(Excerpts from a dataset)

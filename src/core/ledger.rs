//! Ledger access for party balances
//!
//! The `Ledger` maintains every party's spendable balance and records the
//! settlements made against escrowed orders. All balance arithmetic is
//! checked; a failed movement leaves the wallet untouched.
//!
//! # Thread Safety
//!
//! Wallets live in a `DashMap`, so movements against different parties
//! proceed in parallel while movements against the same wallet are
//! serialized by the entry lock.
//!
//! # Settlement idempotency
//!
//! `settle` is the credit path used when an escrowed amount leaves a record
//! (payout to the payee or refund to the payer). It is keyed by
//! `(order, movement kind)`: the first call for a key credits the wallet and
//! records the key, any repeat is a logged no-op. A caller that retries a
//! settlement after a crash therefore converges on exactly one credit.

use crate::types::{EscrowError, OrderId, PartyId, Wallet};
use dashmap::mapref::entry::Entry;
use dashmap::DashMap;
use rust_decimal::Decimal;

/// Kind of settlement leaving an escrowed record
#[derive(Debug, Clone, Copy, PartialEq, Eq, Hash)]
pub enum MovementKind {
    /// Escrowed amount paid out to the payee
    Payout,

    /// Escrowed amount returned to the payer
    Refund,
}

impl MovementKind {
    /// Stable name for logs
    pub fn as_str(self) -> &'static str {
        match self {
            MovementKind::Payout => "payout",
            MovementKind::Refund => "refund",
        }
    }
}

/// Concurrent ledger of party wallets and order settlements
#[derive(Debug, Default)]
pub struct Ledger {
    /// Wallets by party id
    wallets: DashMap<PartyId, Wallet>,

    /// Settlements already credited, by `(order, kind)`
    settlements: DashMap<(OrderId, MovementKind), PartyId>,
}

impl Ledger {
    /// Create an empty ledger
    pub fn new() -> Self {
        Ledger {
            wallets: DashMap::new(),
            settlements: DashMap::new(),
        }
    }

    /// Credit funds to a party's wallet
    ///
    /// Creates the wallet on first use. Uses checked arithmetic so an
    /// overflowing credit is rejected without mutating the wallet.
    ///
    /// # Errors
    ///
    /// Returns `ArithmeticOverflow` if the addition would overflow.
    pub fn credit(&self, party: PartyId, amount: Decimal) -> Result<(), EscrowError> {
        let mut wallet = self
            .wallets
            .entry(party)
            .or_insert_with(|| Wallet::new(party));

        let new_available = wallet
            .available
            .checked_add(amount)
            .ok_or_else(|| EscrowError::arithmetic_overflow("credit", party))?;

        wallet.available = new_available;
        Ok(())
    }

    /// Debit funds from a party's wallet
    ///
    /// Validates that sufficient spendable funds exist before mutating.
    ///
    /// # Errors
    ///
    /// Returns `InsufficientFunds` if the debit exceeds the balance, or
    /// `ArithmeticOverflow` if the subtraction would underflow.
    pub fn debit(&self, party: PartyId, amount: Decimal) -> Result<(), EscrowError> {
        let mut wallet = self
            .wallets
            .entry(party)
            .or_insert_with(|| Wallet::new(party));

        if wallet.available < amount {
            return Err(EscrowError::insufficient_funds(
                party,
                wallet.available,
                amount,
            ));
        }

        let new_available = wallet
            .available
            .checked_sub(amount)
            .ok_or_else(|| EscrowError::arithmetic_overflow("debit", party))?;

        wallet.available = new_available;
        Ok(())
    }

    /// Credit an escrowed amount to a party, at most once per `(order, kind)`
    ///
    /// The settlement registry entry is reserved before the credit runs, so
    /// two racing calls for the same key cannot both credit. A repeat call
    /// is a warn-logged no-op returning `Ok(false)`.
    ///
    /// # Returns
    ///
    /// * `Ok(true)` if the wallet was credited
    /// * `Ok(false)` if this settlement had already been recorded
    ///
    /// # Errors
    ///
    /// Returns `ArithmeticOverflow` if the credit would overflow; the
    /// settlement is not recorded in that case.
    pub fn settle(
        &self,
        order: OrderId,
        kind: MovementKind,
        party: PartyId,
        amount: Decimal,
    ) -> Result<bool, EscrowError> {
        match self.settlements.entry((order, kind)) {
            Entry::Occupied(_) => {
                tracing::warn!(
                    order,
                    kind = kind.as_str(),
                    "settlement already recorded, skipping credit"
                );
                Ok(false)
            }
            Entry::Vacant(slot) => {
                self.credit(party, amount)?;
                slot.insert(party);
                tracing::info!(
                    order,
                    kind = kind.as_str(),
                    party,
                    %amount,
                    "settlement credited"
                );
                Ok(true)
            }
        }
    }

    /// Whether a settlement has been recorded for `(order, kind)`
    pub fn is_settled(&self, order: OrderId, kind: MovementKind) -> bool {
        self.settlements.contains_key(&(order, kind))
    }

    /// A party's spendable balance, zero if no wallet exists
    pub fn balance(&self, party: PartyId) -> Decimal {
        self.wallets
            .get(&party)
            .map(|wallet| wallet.available)
            .unwrap_or(Decimal::ZERO)
    }

    /// Snapshot of all wallets
    pub fn wallets(&self) -> Vec<Wallet> {
        self.wallets
            .iter()
            .map(|entry| entry.value().clone())
            .collect()
    }
}

#[cfg(test)]
mod tests {
    use super::*;
    use rust_decimal::Decimal;

    #[test]
    fn test_credit_creates_wallet() {
        let ledger = Ledger::new();

        ledger.credit(1, Decimal::new(1000000, 4)).unwrap();

        assert_eq!(ledger.balance(1), Decimal::new(1000000, 4));
    }

    #[test]
    fn test_credit_accumulates() {
        let ledger = Ledger::new();

        ledger.credit(1, Decimal::new(10000, 4)).unwrap();
        ledger.credit(1, Decimal::new(25000, 4)).unwrap();
        ledger.credit(1, Decimal::new(5000, 4)).unwrap();

        assert_eq!(ledger.balance(1), Decimal::new(40000, 4));
    }

    #[test]
    fn test_debit_decreases_balance() {
        let ledger = Ledger::new();

        ledger.credit(1, Decimal::new(100000, 4)).unwrap();
        ledger.debit(1, Decimal::new(30000, 4)).unwrap();

        assert_eq!(ledger.balance(1), Decimal::new(70000, 4));
    }

    #[test]
    fn test_debit_with_insufficient_funds() {
        let ledger = Ledger::new();

        ledger.credit(1, Decimal::new(50000, 4)).unwrap();
        let result = ledger.debit(1, Decimal::new(100000, 4));

        assert!(matches!(
            result.unwrap_err(),
            EscrowError::InsufficientFunds { .. }
        ));

        // Balance unchanged by the rejected debit
        assert_eq!(ledger.balance(1), Decimal::new(50000, 4));
    }

    #[test]
    fn test_debit_from_nonexistent_wallet() {
        let ledger = Ledger::new();

        let result = ledger.debit(1, Decimal::new(10000, 4));

        assert!(matches!(
            result.unwrap_err(),
            EscrowError::InsufficientFunds { .. }
        ));
        assert_eq!(ledger.balance(1), Decimal::ZERO);
    }

    #[test]
    fn test_balance_of_unknown_party_is_zero() {
        let ledger = Ledger::new();
        assert_eq!(ledger.balance(99), Decimal::ZERO);
    }

    #[test]
    fn test_settle_credits_once() {
        let ledger = Ledger::new();
        let amount = Decimal::new(5000000, 4);

        let first = ledger.settle(1, MovementKind::Payout, 20, amount).unwrap();
        let second = ledger.settle(1, MovementKind::Payout, 20, amount).unwrap();

        assert!(first);
        assert!(!second);
        assert_eq!(ledger.balance(20), amount);
        assert!(ledger.is_settled(1, MovementKind::Payout));
    }

    #[test]
    fn test_settle_distinguishes_kinds_and_orders() {
        let ledger = Ledger::new();
        let amount = Decimal::new(10000, 4);

        assert!(ledger.settle(1, MovementKind::Payout, 20, amount).unwrap());
        assert!(ledger.settle(1, MovementKind::Refund, 10, amount).unwrap());
        assert!(ledger.settle(2, MovementKind::Payout, 20, amount).unwrap());

        assert_eq!(ledger.balance(20), Decimal::new(20000, 4));
        assert_eq!(ledger.balance(10), Decimal::new(10000, 4));
    }

    #[test]
    fn test_wallets_snapshot() {
        let ledger = Ledger::new();

        ledger.credit(1, Decimal::ONE).unwrap();
        ledger.credit(2, Decimal::TWO).unwrap();

        let mut wallets = ledger.wallets();
        wallets.sort_by_key(|wallet| wallet.party);

        assert_eq!(wallets.len(), 2);
        assert_eq!(wallets[0].party, 1);
        assert_eq!(wallets[1].available, Decimal::TWO);
    }

    #[test]
    fn test_concurrent_settle_credits_exactly_once() {
        use std::sync::Arc;
        use std::thread;

        let ledger = Arc::new(Ledger::new());
        let amount = Decimal::new(5000000, 4);
        let mut handles = vec![];

        for _ in 0..10 {
            let ledger = Arc::clone(&ledger);
            handles.push(thread::spawn(move || {
                ledger.settle(1, MovementKind::Payout, 20, amount).unwrap()
            }));
        }

        let credited: usize = handles
            .into_iter()
            .map(|handle| handle.join().unwrap() as usize)
            .sum();

        assert_eq!(credited, 1);
        assert_eq!(ledger.balance(20), amount);
    }

    #[test]
    fn test_concurrent_credits_to_same_wallet() {
        use std::sync::Arc;
        use std::thread;

        let ledger = Arc::new(Ledger::new());
        let mut handles = vec![];

        for _ in 0..100 {
            let ledger = Arc::clone(&ledger);
            handles.push(thread::spawn(move || {
                ledger.credit(1, Decimal::new(100, 4)).unwrap();
            }));
        }

        for handle in handles {
            handle.join().unwrap();
        }

        assert_eq!(ledger.balance(1), Decimal::new(10000, 4));
    }
}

Task to carry out
Among the entries above, the line containing "in that case.", the line containing "match self.settlements.entry((order, kind))", and all lines between them are to be restated word for word; nothing else belongs in the reply.

Response below
    /// settlement is not recorded in that case.
    pub fn settle(
        &self,
        order: OrderId,
        kind: MovementKind,
        party: PartyId,
        amount: Decimal,
    ) -> Result<bool, EscrowError> {
        match self.settlements.entry((order, kind)) {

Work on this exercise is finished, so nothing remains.